Spokane County’s hardworking apple detective has rediscovered five more heritage apple varieties in Washington and Idaho that were previously considered to be extinct.
In addition, seven other rare or lost apple varieties have been found.
David Benscoter, a retired federal investigator, has been searching for lost apple varieties in old orchards and homesteads over the past five years. On Wednesday, he announced his latest finds following last fall’s harvest.
In a news release, Benscoter said a variety known as the Shackleford was found growing 10 miles north of Spokane. Another, the McAfee, was located near Steptoe Butte. The Saxon Priest was found growing near Ellensburg; the Kittageskee was found near Boise; and the Ewalt was submitted by North Idaho resident Glen Macphee from a tree near Hauser Lake.
Benscoter said the apples “are part of our history that is really important.” The flavors, color and shapes for many people “bring back memories,” he said.
Benscoter locates the antique apples with the help of property owners and ships them to the Temperate Orchard Conservancy in Molalla, Oregon, for identification.
Apples have about 50 different identifying features.
Joanie Cooper, of the conservancy, said that saving the genetics of old apples is important for diversity of the apple gene pool.
“We need this diversity spread around,” she said. “Nobody knows for sure which apple is better.”
Cooper and Shaun Shepherd, also of the conservancy, confirmed the identity of the apples by comparing the submitted specimens to detailed written descriptions and antique watercolor paintings.
Another apple identification expert, John Bunker, of Fedco Seeds in Maine, joined in the identification of the Shackleford.
The Shackleford is a large, deep-red apple that keeps well in storage, Benscoter said.
“It is estimated that of the 17,000 named apple varieties originating in North America, only around 4,000 still exist today,” Benscoter said in his release.
The conservancy in Oregon is involved in grafting scion wood onto root stock saplings to save those genes.
So far, 100 grafted antique apples have been distributed in Whitman County, the location for some of Benscoter’s earliest finds.
The conservancy may have grafted trees available for sale by the end of 2019, Cooper said. Otherwise, the antique apple starts are hard to find since they are not considered a profitable nursery product.
Cooper said the conservancy will ship apple cuttings, known as scions, anywhere in the U.S.

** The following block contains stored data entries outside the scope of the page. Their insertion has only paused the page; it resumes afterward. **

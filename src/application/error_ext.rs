//! Error conversion helpers for common I/O operations
//!
//! Provides extension traits for cleaner error handling with path context.

use std::io;
use std::path::Path;

use crate::application::{ApplicationError, ApplicationResult};

/// Extension trait for converting `io::Result` to `ApplicationResult` with context.
pub trait IoResultExt<T> {
    /// Add path context to an I/O error.
    ///
    /// # Example
    /// ```ignore
    /// fs.read_to_string(&bundle)
    ///     .with_path_context("read bundle", &bundle)?;
    /// ```
    fn with_path_context(self, action: &str, path: &Path) -> ApplicationResult<T>;
}

impl<T> IoResultExt<T> for io::Result<T> {
    fn with_path_context(self, action: &str, path: &Path) -> ApplicationResult<T> {
        self.map_err(|e| ApplicationError::OperationFailed {
            context: format!("{}: {}", action, path.display()),
            source: Box::new(e),
        })
    }
}

#[cfg(test)]
mod tests {
    use super::*;
    use std::path::PathBuf;

    #[test]
    fn given_io_error_when_adding_context_then_message_names_path() {
        let result: io::Result<()> = Err(io::Error::new(io::ErrorKind::NotFound, "gone"));
        let err = result
            .with_path_context("read bundle", &PathBuf::from("/tmp/bundle.json"))
            .unwrap_err();
        assert_eq!(
            err.to_string(),
            "operation failed: read bundle: /tmp/bundle.json"
        );
    }
}
//! Free-text cleanup so curator text can sit inside an XHTML paragraph.

use std::sync::LazyLock;

use regex::Regex;
use serde::{Deserialize, Serialize};

static CONTROL_RUN: LazyLock<Regex> =
    LazyLock::new(|| Regex::new(r"[\p{Cc}\x{FFFE}\x{FFFF}]+").expect("control regex"));
static AMPERSAND_RUN: LazyLock<Regex> =
    LazyLock::new(|| Regex::new(r"&+").expect("ampersand regex"));
static TAG: LazyLock<Regex> =
    LazyLock::new(|| Regex::new(r"</*[a-zA-Z][^>]*>").expect("tag regex"));
static NEWLINE_RUN: LazyLock<Regex> =
    LazyLock::new(|| Regex::new(r"\n+").expect("newline regex"));

/// How runs of `&` are neutralized.
#[derive(Debug, Clone, Copy, Default, PartialEq, Eq, Serialize, Deserialize)]
#[serde(rename_all = "lowercase")]
pub enum AmpersandMode {
    /// `A & B` becomes `A  and  B`
    #[default]
    Word,
    /// `A & B` becomes `A    B`
    Space,
}

impl AmpersandMode {
    fn replacement(self) -> &'static str {
        match self {
            AmpersandMode::Word => " and ",
            AmpersandMode::Space => "  ",
        }
    }
}

/// Text sanitizer; stages run in a fixed order, each on the previous output.
#[derive(Debug, Clone, Copy, Default)]
pub struct Sanitizer {
    ampersand: AmpersandMode,
}

impl Sanitizer {
    pub fn new(ampersand: AmpersandMode) -> Self {
        Self { ampersand }
    }

    /// Clean `text` for use as XHTML text content.
    ///
    /// The result contains no control characters, no `&`, no `<` and no
    /// `]]>`. Arrow notations are turned into words before tag stripping,
    /// which would otherwise swallow them.
    pub fn sanitize(&self, text: &str) -> String {
        let text = CONTROL_RUN.replace_all(text, " ");
        let text = AMPERSAND_RUN.replace_all(&text, self.ampersand.replacement());
        let text = text.replace("<->", " to ").replace("<>", " interconverts to ");
        let text = TAG.replace_all(&text, " ");
        let text = text.replace('<', " ").replace("]]>", "]] >");
        NEWLINE_RUN.replace_all(&text, "  ").into_owned()
    }
}

#[cfg(test)]
mod tests {
    use super::*;
    use rstest::rstest;

    #[rstest]
    #[case::arrow("A<->B", "A to B")]
    #[case::interconversion("A<>B", "A interconverts to B")]
    #[case::tags("<b>bold</b> text", " bold  text")]
    #[case::italic_closing("ATP</i>", "ATP ")]
    #[case::bare_lt("x < y", "x   y")]
    #[case::control("line\tbreak\r\n", "line break ")]
    #[case::ampersands("A && B", "A  and  B")]
    #[case::cdata_end("a ]]> b", "a ]] > b")]
    #[case::plain("Nothing to do.", "Nothing to do.")]
    fn given_text_when_sanitizing_then_matches(#[case] input: &str, #[case] expected: &str) {
        assert_eq!(Sanitizer::default().sanitize(input), expected);
    }

    #[test]
    fn given_space_mode_when_sanitizing_ampersand_then_uses_spaces() {
        let sanitizer = Sanitizer::new(AmpersandMode::Space);
        assert_eq!(sanitizer.sanitize("R&D"), "R  D");
    }

    #[rstest]
    #[case("<<>>")]
    #[case("<<b>>")]
    #[case("a\n\n<->&&<br/>\u{7}]]>")]
    #[case("]]<>")]
    #[case("Na+/K+ <-> ATPase & co <i>in vivo</i>")]
    fn given_sanitized_text_when_sanitizing_again_then_unchanged(#[case] input: &str) {
        let sanitizer = Sanitizer::default();
        let once = sanitizer.sanitize(input);
        assert_eq!(sanitizer.sanitize(&once), once);
        assert!(!once.contains('<'));
        assert!(!once.contains('&'));
        assert!(!once.contains("]]>"));
    }
}
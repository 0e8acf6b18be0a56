//! Database service for entitlement-service.

use crate::models::{
    Account, BillingPeriod, CreateAccount, CreatePeriod, CreateTransaction, LapsingPeriod,
    PeriodStatus, SweepRun, SweepSummary, TransactionRecord, TransactionStatus,
};
use crate::services::metrics::DB_QUERY_DURATION;
use chrono::{DateTime, NaiveDate, Utc};
use service_core::error::AppError;
use sqlx::postgres::{PgPool, PgPoolOptions};
use std::time::Duration;
use tracing::{info, instrument, warn};
use uuid::Uuid;

/// Database connection pool wrapper.
#[derive(Clone)]
pub struct Database {
    pool: PgPool,
}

A year ago, Benscoter announced that the heirloom apple experts had confirmed his finds of the previously lost Arkansas Beauty and Dickinson apples at Steptoe Butte.
The finds are the second and third lost apple varieties Benscoter has discovered over the past several years. Previously, he found the Nero apple at Steptoe Butte, and a Fall Jeneting variety in Colfax, the second known tree of its type in the U.S.
Apples are embedded in American culture. Hard apple cider was hugely popular in early America, and cider vinegar was an essential home ingredient. An abundance of apples could be used to help feed livestock. Cooper said one type of heritage apple had juice like lemonade.
One source for the antique apple trees historically was the old Hanford Nursery in Oakesdale, Washington, which opened a second nursery location in Spokane Valley, about 15 miles from where the Shackleford was found, Benscoter said.
The other rare or lost varieties Benscoter found and has had identified in recent months are the Autumn Gray, Surprise No. 1, Flushing Spitzenburg, Republican Pippin, Bogdonoff Glass, Flory and Early Colton.
The former federal investigator started searching for lost apples after a neighbor in the Chattaroy area introduced him to the taste of an antique apple.
He is organizing two classes in March on the technique of grafting antique stock for propagation. The first will take place 11 a.m. March 17 at Gladish Community Center in Pullman. The second event will be a class at 11 a.m. March 24 at the Episcopal Church of the Resurrection, 15319 E. 8th Ave, in Spokane Valley.
Participants will receive two antique apple scions. The second class has a registration, which can be made through the Inland Northwest Food Network at inwfoodnetwork.org.